= Problem statement =
Every line of the entries with the word "main" in it should be shown.

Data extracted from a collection
»»
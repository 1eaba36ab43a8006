use clap::Parser;
use tracing_subscriber::EnvFilter;

use bizdesk_api::cli::Cli;

#[tokio::main]
async fn main() -> anyhow::Result<()> {
    let _ = dotenvy::dotenv();

    // Logs go to stderr so stdout stays parseable
    tracing_subscriber::fmt()
        .with_env_filter(EnvFilter::try_from_default_env().unwrap_or_else(|_| EnvFilter::new("warn")))
        .with_writer(std::io::stderr)
        .init();

    let cli = Cli::parse();

    if let Err(e) = bizdesk_api::cli::run(cli).await {
        match std::env::var("CLI_VERBOSE").as_deref() {
            Ok("true") | Ok("1") => eprintln!("Error: {e:?}"),
            _ => eprintln!("Error: {e}"),
        }
        std::process::exit(1);
    }

    Ok(())
}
««
= Exercise result =
#[tokio::main]
async fn main() -> anyhow::Result<()> {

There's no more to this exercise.